Pairing sweetness with a healthy dose of irony.
The Dog Year, by Wisconsin author Ann Garvin, is a very funny book about sadness and loss. It's also only a little bit about dogs and a lot about the ways in which relationships can help you heal.
In The Dog Year we meet Lucy Peterman, a doctor whose inability to deal with the accidental death of her husband and unborn child causes her to take up stealing medical supplies from the hospital where she works. Lucy steals not because she wants to use or sell the supplies, but because having them makes her feel safe, prepared for any emergency; it's clear she's compensating for the ways in which she could not save her family from disaster. But the stealing is also a cry for help, and it works. Lucy is eventually caught and placed on leave under the condition that she can have her job back if she completes counseling and a 12-step program. Her journey through the program and the people (and dogs) she connects with on the way take up most of the novel.

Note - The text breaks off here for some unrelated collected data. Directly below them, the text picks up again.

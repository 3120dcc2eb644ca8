//! At-rest encryption for tenant certificate material.
//!
//! Values are stored as `hex(iv):hex(ciphertext)` using AES-256-CBC with a
//! fresh random IV per call. Anything that does not look like that format is
//! legacy plaintext and passes through [`CredentialVault::decrypt`] untouched.

use tracing::warn;

use crate::crypto::{self, SecureBytes, sym::AesEncryptor};

const IV_LEN: usize = 16;

/// Errors raised while building a vault.
#[derive(Debug, thiserror::Error)]
pub enum VaultError {
    #[error("vault key must be 64 hex characters or 32 raw bytes, got {0} characters")]
    InvalidKey(usize),
    #[error(transparent)]
    Crypto(#[from] crypto::Error),
}

/// Symmetric encryption of stored certificates and passwords.
#[derive(Debug, Clone)]
pub struct CredentialVault {
    key: SecureBytes,
    encryptor: AesEncryptor,
}

impl CredentialVault {
    /// Builds a vault from the configured key material.
    ///
    /// Accepts either a 64 character hex string or a raw 32 byte string.
    pub fn new(key: &str) -> Result<Self, VaultError> {
        let key = key.trim();
        let bytes = if key.len() == 64 && key.chars().all(|c| c.is_ascii_hexdigit()) {
            crypto::hex_to_bytes(key)?
        } else if key.len() == 32 {
            key.as_bytes().to_vec()
        } else {
            return Err(VaultError::InvalidKey(key.len()));
        };

        Ok(Self {
            key: SecureBytes::new(bytes),
            encryptor: AesEncryptor::new(),
        })
    }

    /// Encrypts a value into the `hex(iv):hex(ciphertext)` format.
    pub fn encrypt(&self, plaintext: &str) -> Result<String, VaultError> {
        let iv = crypto::generate_random_bytes(IV_LEN)?;
        let ciphertext = self.encryptor.encrypt(&self.key, &iv, plaintext.as_bytes())?;
        Ok(format!("{}:{}", hex::encode(iv), hex::encode(ciphertext)))
    }

    /// Decrypts a stored value.
    ///
    /// Never fails: legacy plaintext is returned as is, and a value that
    /// cannot be decrypted (wrong key, corrupted row) is returned unchanged so
    /// the caller can report it with [`is_encrypted`](Self::is_encrypted).
    pub fn decrypt(&self, value: &str) -> String {
        let Some((iv, ciphertext)) = split_encrypted(value) else {
            return value.to_string();
        };

        match self
            .encryptor
            .decrypt(&self.key, &iv, &ciphertext)
            .ok()
            .and_then(|plain| String::from_utf8(plain).ok())
        {
            Some(plain) => plain,
            None => {
                warn!("Stored credential could not be decrypted with the configured vault key");
                value.to_string()
            }
        }
    }

    /// Whether the value has the shape of vault ciphertext.
    pub fn is_encrypted(value: &str) -> bool {
        split_encrypted(value).is_some()
    }
}

fn split_encrypted(value: &str) -> Option<(Vec<u8>, Vec<u8>)> {
    let mut parts = value.split(':');
    let (iv, ciphertext) = (parts.next()?, parts.next()?);
    if parts.next().is_some() {
        return None;
    }

    let iv = hex::decode(iv).ok()?;
    let ciphertext = hex::decode(ciphertext).ok()?;
    (iv.len() == IV_LEN && !ciphertext.is_empty()).then_some((iv, ciphertext))
}

#[cfg(test)]
mod tests {
    use super::*;

    const HEX_KEY: &str = "603deb1015ca71be2b73aef0857d77811f352c073b6108d72d9810a30914dff4";

    fn vault() -> CredentialVault {
        CredentialVault::new(HEX_KEY).unwrap()
    }

    #[test]
    fn test_roundtrip() {
        let vault = vault();
        for value in ["", "1234", "senha com espaços e acentuação", "a:b:c"] {
            let encrypted = vault.encrypt(value).unwrap();
            assert!(CredentialVault::is_encrypted(&encrypted));
            assert_eq!(vault.decrypt(&encrypted), value);
        }
    }

    #[test]
    fn test_random_iv_per_call() {
        let vault = vault();
        let a = vault.encrypt("same").unwrap();
        let b = vault.encrypt("same").unwrap();
        assert_ne!(a, b);
        assert_eq!(a.split(':').next().unwrap().len(), 32);
    }

    #[test]
    fn test_legacy_plaintext_passthrough() {
        let vault = vault();
        for legacy in ["plain-password", "MIIKAgIBAzCCCc", "no:hex", "abc:def:ghi", ""] {
            assert_eq!(vault.decrypt(legacy), legacy);
        }
    }

    #[test]
    fn test_wrong_key_returns_input() {
        let encrypted = vault().encrypt("secret").unwrap();
        let other = CredentialVault::new("0123456789abcdef0123456789abcdef").unwrap();

        // Padding almost always fails; either way the plaintext never leaks
        assert_ne!(other.decrypt(&encrypted), "secret");
    }

    #[test]
    fn test_corrupted_ciphertext_returns_input() {
        let vault = vault();
        let corrupted = format!("{}:{}", "00".repeat(16), "ab".repeat(15));
        assert_eq!(vault.decrypt(&corrupted), corrupted);
    }

    #[test]
    fn test_raw_key_accepted() {
        let vault = CredentialVault::new("0123456789abcdef0123456789abcdef").unwrap();
        let encrypted = vault.encrypt("x").unwrap();
        assert_eq!(vault.decrypt(&encrypted), "x");
    }

    #[test]
    fn test_invalid_key_rejected() {
        assert!(matches!(
            CredentialVault::new("short"),
            Err(VaultError::InvalidKey(5))
        ));
    }
}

Lucy has lived most of her life in a bubble. Smart and well educated, she leveraged her advantages to land a well-paying job and a loyal husband. Despite this, Lucy has always been a bit of a whiner, unable to see how good she's had it. Her forced reeducation among the denizens of her 12-step program provides both comic relief and real poignancy. This setup also lets Garvin introduce a handful of more colorful characters, both human and canine, and provides Lucy with a chance to step outside her own grief and connect with reality. Her life one year later (after "the dog year") is greatly improved, though to Garvin's credit, the story doesn't unfold the way you might necessarily expect. This book is heartwarming, but Garvin's use of irony helps the reader avoid OD-ing on all the sweetness and hope.
Garvin is a professor of health and nutrition at UW-Whitewater, and The Dog Year is set in southern Wisconsin, as was her previous book, On Maggie's Watch. Garvin plays up her status as a literary outsider on her blog and in her promotional interviews, and she credits her success at getting published in part to her Midwestern gee-whiz naiveté. This "who, me?" approach is belied a bit by Garvin's adept use of social media and knack for self-promotion, but who cares? Her competence and humility are attributes prized by all Midwesterners.
Pairing sweetness with a healthy dose of irony.